"Why stop at reservation? Do more to implement affirmative action:" Supreme Court in Maratha Reservation case
On Monday, the Supreme Court stated that affirmative action to uplift the socially and educationally disadvantaged classes (SEBCs) should go beyond reservation and include other approaches such as raising the number of educational institutions, seats, and so on (Jaishri Laxmanrao Patil v. Chief Minister). During the hearing of the Maratha reservation case, the Constitution Bench of the Supreme Court, which included Justices Ashok Bhushan, L Nageswara Rao, S Abdul Nazeer, Hemant Gupta, and S Ravindra Bhat, made the remarks. “What's the point of stopping at a reservation? Why can't other things be done as well? Why not encourage education and expand the number of institutes? This matrix must go beyond reservation at some stage. Reservation is not a form of affirmative action. There has to be more,” Justice Ravindra Bhat, a member of the Bench, said.
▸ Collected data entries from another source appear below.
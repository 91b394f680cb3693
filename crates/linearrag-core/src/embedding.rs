//! The embedding-generator contract and a resilience wrapper around it.
//!
//! Grounded on `beagle-hypergraph::embeddings`: an async trait the rest of
//! the crate depends on only abstractly, plus a deterministic mock used in
//! tests and by the reference CLI driver when no real model is configured.

use async_trait::async_trait;
use std::time::Duration;

use crate::models::Embedding;
use crate::resilience::{CircuitBreaker, CircuitBreakerConfig};

#[derive(Debug, thiserror::Error)]
pub enum EmbeddingError {
    #[error("upstream embedding call failed: {0}")]
    Upstream(String),
    #[error("embedding backend out of memory")]
    OutOfMemory,
    #[error("circuit open, retry after {remaining:?}")]
    CircuitOpen { remaining: Duration },
}

impl EmbeddingError {
    pub fn is_transient(&self) -> bool {
        matches!(self, EmbeddingError::OutOfMemory | EmbeddingError::Upstream(_))
    }
}

/// Contract for turning text into unit-norm vectors. The core never assumes
/// a concrete backend; `linearrag-bin` wires in whatever model is configured.
#[async_trait]
pub trait EmbeddingGenerator: Send + Sync {
    async fn generate(&self, text: &str) -> Result<Embedding, EmbeddingError>;

    /// Default batch implementation calls `generate` sequentially; backends
    /// with a real batching API should override this.
    async fn batch_generate(&self, texts: &[&str]) -> Result<Vec<Embedding>, EmbeddingError> {
        let mut out = Vec::with_capacity(texts.len());
        for t in texts {
            out.push(self.generate(t).await?);
        }
        Ok(out)
    }

    fn dimension(&self) -> usize;
}

/// Deterministic, hash-derived embedding generator for tests and offline runs.
/// Mirrors `beagle_hypergraph::embeddings::MockEmbeddingGenerator`.
pub struct DeterministicEmbeddings {
    dimension: usize,
}

impl DeterministicEmbeddings {
    pub fn new(dimension: usize) -> Self {
        Self { dimension }
    }
}

#[async_trait]
impl EmbeddingGenerator for DeterministicEmbeddings {
    async fn generate(&self, text: &str) -> Result<Embedding, EmbeddingError> {
        use sha2::{Digest, Sha256};
        let digest = Sha256::digest(text.as_bytes());
        let mut values = Vec::with_capacity(self.dimension);
        for i in 0..self.dimension {
            let byte = digest[i % digest.len()];
            values.push((byte as f32 / 255.0) * 2.0 - 1.0);
        }
        let mut embedding = Embedding::new(values);
        embedding.normalize();
        Ok(embedding)
    }

    fn dimension(&self) -> usize {
        self.dimension
    }
}

/// Wraps a primary generator with optional fallback and a circuit breaker,
/// halving the requested batch on transient failure down to per-item calls
/// (the OOM-retry behavior the embedding store relies on).
pub struct ResilientEmbeddings<G: EmbeddingGenerator> {
    inner: G,
    breaker: CircuitBreaker,
}

impl<G: EmbeddingGenerator> ResilientEmbeddings<G> {
    pub fn new(inner: G) -> Self {
        Self {
            inner,
            breaker: CircuitBreaker::new(CircuitBreakerConfig::default()),
        }
    }

    /// Encodes a batch, halving on transient failure until single-item
    /// granularity, per the error-handling design's OOM disposition.
    pub async fn encode_batch_with_oom_fallback(
        &self,
        texts: &[String],
    ) -> Result<Vec<Embedding>, EmbeddingError> {
        if texts.is_empty() {
            return Ok(Vec::new());
        }
        if texts.len() == 1 {
            self.breaker.can_execute().await.map_err(|remaining| {
                EmbeddingError::CircuitOpen { remaining }
            })?;
            let refs: Vec<&str> = texts.iter().map(String::as_str).collect();
            return match self.inner.batch_generate(&refs).await {
                Ok(v) => {
                    self.breaker.record_success().await;
                    Ok(v)
                }
                Err(e) => {
                    self.breaker.record_failure().await;
                    Err(e)
                }
            };
        }

        self.breaker.can_execute().await.map_err(|remaining| {
            EmbeddingError::CircuitOpen { remaining }
        })?;
        let refs: Vec<&str> = texts.iter().map(String::as_str).collect();
        match self.inner.batch_generate(&refs).await {
            Ok(v) => {
                self.breaker.record_success().await;
                Ok(v)
            }
            Err(e) if e.is_transient() => {
                self.breaker.record_failure().await;
                tracing::warn!(batch_size = texts.len(), "embedding batch failed transiently, halving");
                let mid = texts.len() / 2;
                let (left, right) = texts.split_at(mid);
                let mut result = Box::pin(self.encode_batch_with_oom_fallback(left)).await?;
                let mut right_result = Box::pin(self.encode_batch_with_oom_fallback(right)).await?;
                result.append(&mut right_result);
                Ok(result)
            }
            Err(e) => {
                self.breaker.record_failure().await;
                Err(e)
            }
        }
    }

    pub fn dimension(&self) -> usize {
        self.inner.dimension()
    }
}

#[cfg(test)]
mod tests {
    use super::*;

    #[tokio::test]
    async fn deterministic_embeddings_are_unit_norm_and_reproducible() {
        let gen = DeterministicEmbeddings::new(16);
        let a = gen.generate("aspirin").await.unwrap();
        let b = gen.generate("aspirin").await.unwrap();
        assert_eq!(a, b);
        assert!((a.norm() - 1.0).abs() < 1e-4);
    }

    #[tokio::test]
    async fn resilient_wrapper_succeeds_on_healthy_backend() {
        let resilient = ResilientEmbeddings::new(DeterministicEmbeddings::new(8));
        let texts = vec!["a".to_string(), "b".to_string(), "c".to_string()];
        let out = resilient.encode_batch_with_oom_fallback(&texts).await.unwrap();
        assert_eq!(out.len(), 3);
    }

    struct FlakyOnBatch {
        threshold: usize,
    }

    #[async_trait]
    impl EmbeddingGenerator for FlakyOnBatch {
        async fn generate(&self, text: &str) -> Result<Embedding, EmbeddingError> {
            let mut e = Embedding::new(vec![text.len() as f32, 1.0]);
            e.normalize();
            Ok(e)
        }

        async fn batch_generate(&self, texts: &[&str]) -> Result<Vec<Embedding>, EmbeddingError> {
            if texts.len() > self.threshold {
                return Err(EmbeddingError::OutOfMemory);
            }
            let mut out = Vec::with_capacity(texts.len());
            for t in texts {
                out.push(self.generate(t).await?);
            }
            Ok(out)
        }

        fn dimension(&self) -> usize {
            2
        }
    }

    #[tokio::test]
    async fn halves_batch_on_oom_until_it_succeeds() {
        let resilient = ResilientEmbeddings::new(FlakyOnBatch { threshold: 1 });
        let texts: Vec<String> = (0..8).map(|i| format!("text-{i}")).collect();
        let out = resilient.encode_batch_with_oom_fallback(&texts).await.unwrap();
        assert_eq!(out.len(), 8);
    }
}
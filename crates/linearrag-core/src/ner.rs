//! The NER adapter contract (external collaborator) and its on-disk cache.
//!
//! Grounded on `original_source/src/ner.py`'s black-box shape
//! (`batch_ner(hash_id_to_text) -> (passage_hash_id_to_entities, sentence_to_entities)`)
//! and the teacher's async-trait idiom. The core depends only on
//! [`NerAdapter`]; `linearrag-ner` supplies a concrete, non-scored reference
//! implementation.

use std::collections::{HashMap, HashSet};
use std::path::{Path, PathBuf};

use async_trait::async_trait;
use serde::{Deserialize, Serialize};

use crate::error::{LinearRagError, Result};

/// Minimum length (after lowercasing) for an entity mention to be kept.
/// "Filtered out by convention of the provider", per spec.md §4.2 — enforced
/// here so every adapter behaves identically regardless of implementation.
pub const MIN_ENTITY_LEN: usize = 3;

#[async_trait]
pub trait NerAdapter: Send + Sync {
    /// Extracts entities per passage and per sentence in one pass.
    async fn batch_ner(
        &self,
        hash_id_to_text: &HashMap<String, String>,
    ) -> anyhow::Result<NerResult>;

    /// Extracts entities from a single question string (used by the seed selector).
    async fn question_ner(&self, question: &str) -> anyhow::Result<HashSet<String>>;
}

/// Output of a NER pass: passage→entities and sentence→entities maps.
#[derive(Debug, Clone, Default, Serialize, Deserialize)]
pub struct NerResult {
    pub passage_hash_id_to_entities: HashMap<String, HashSet<String>>,
    pub sentence_to_entities: HashMap<String, HashSet<String>>,
}

impl NerResult {
    pub fn merge(&mut self, other: NerResult) {
        for (k, v) in other.passage_hash_id_to_entities {
            self.passage_hash_id_to_entities.entry(k).or_default().extend(v);
        }
        for (k, v) in other.sentence_to_entities {
            self.sentence_to_entities.entry(k).or_default().extend(v);
        }
    }

    /// Applies the minimum-entity-length filtering convention uniformly.
    pub fn filter_short_entities(&mut self) {
        for set in self.passage_hash_id_to_entities.values_mut() {
            set.retain(|e| e.len() >= MIN_ENTITY_LEN);
        }
        for set in self.sentence_to_entities.values_mut() {
            set.retain(|e| e.len() >= MIN_ENTITY_LEN);
        }
    }
}

/// `ner_results.json`, keyed exactly as spec.md §6 describes.
pub struct NerCache {
    path: PathBuf,
}

impl NerCache {
    pub fn new(namespace_dir: impl AsRef<Path>) -> Self {
        Self {
            path: namespace_dir.as_ref().join("ner_results.json"),
        }
    }

    pub fn load(&self) -> NerResult {
        match std::fs::read_to_string(&self.path) {
            Ok(contents) => serde_json::from_str(&contents).unwrap_or_else(|e| {
                tracing::warn!(error = %e, "corrupt ner_results.json, starting empty");
                NerResult::default()
            }),
            Err(_) => NerResult::default(),
        }
    }

    pub fn save(&self, result: &NerResult) -> Result<()> {
        if let Some(parent) = self.path.parent() {
            std::fs::create_dir_all(parent).map_err(|e| LinearRagError::NamespaceWriteFailed {
                path: parent.display().to_string(),
                source: e,
            })?;
        }
        let json = serde_json::to_string_pretty(result)?;
        std::fs::write(&self.path, json)?;
        Ok(())
    }
}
He went on to say that lack of access may be due to a variety of factors, including caste, a lack of seats, and other issues that need to be discussed. This could indicate that there are insufficient seats or organisations. They all want to go, but there might not be enough seats The remarks were made in response to Senior Advocate Kapil Sibal's claims that India's backwardness and percentage of backward population varies greatly from state to state, and even within states, and that a national limit of 50% does not take social realities into account. The focus of Sibal's arguments on Monday was that the Supreme Court's 1992 decision in Indra Sawhney v. Union of India, which is widely credited with establishing the 50 percent reservation limit, did not explicitly address the issue. The Mandal commission report has little to do with Indra Sawhney. It was asked to rule on the legality of a government decree, and there was no chance of a 50/50 split. He argued that no such issue was framed and decided in Indra Sawhney on the 50 percent limit.
The Maharashtra State Reservation for Socially and Educationally Backward Classes (SEBC) Act, which extended 16 percent reservation to the Maratha community, is being challenged in the Maratha reservation case. In June 2019, the Bombay High Court upheld the law's constitutionality but lowered the limit to 12% in educational admissions and 13% in work applications.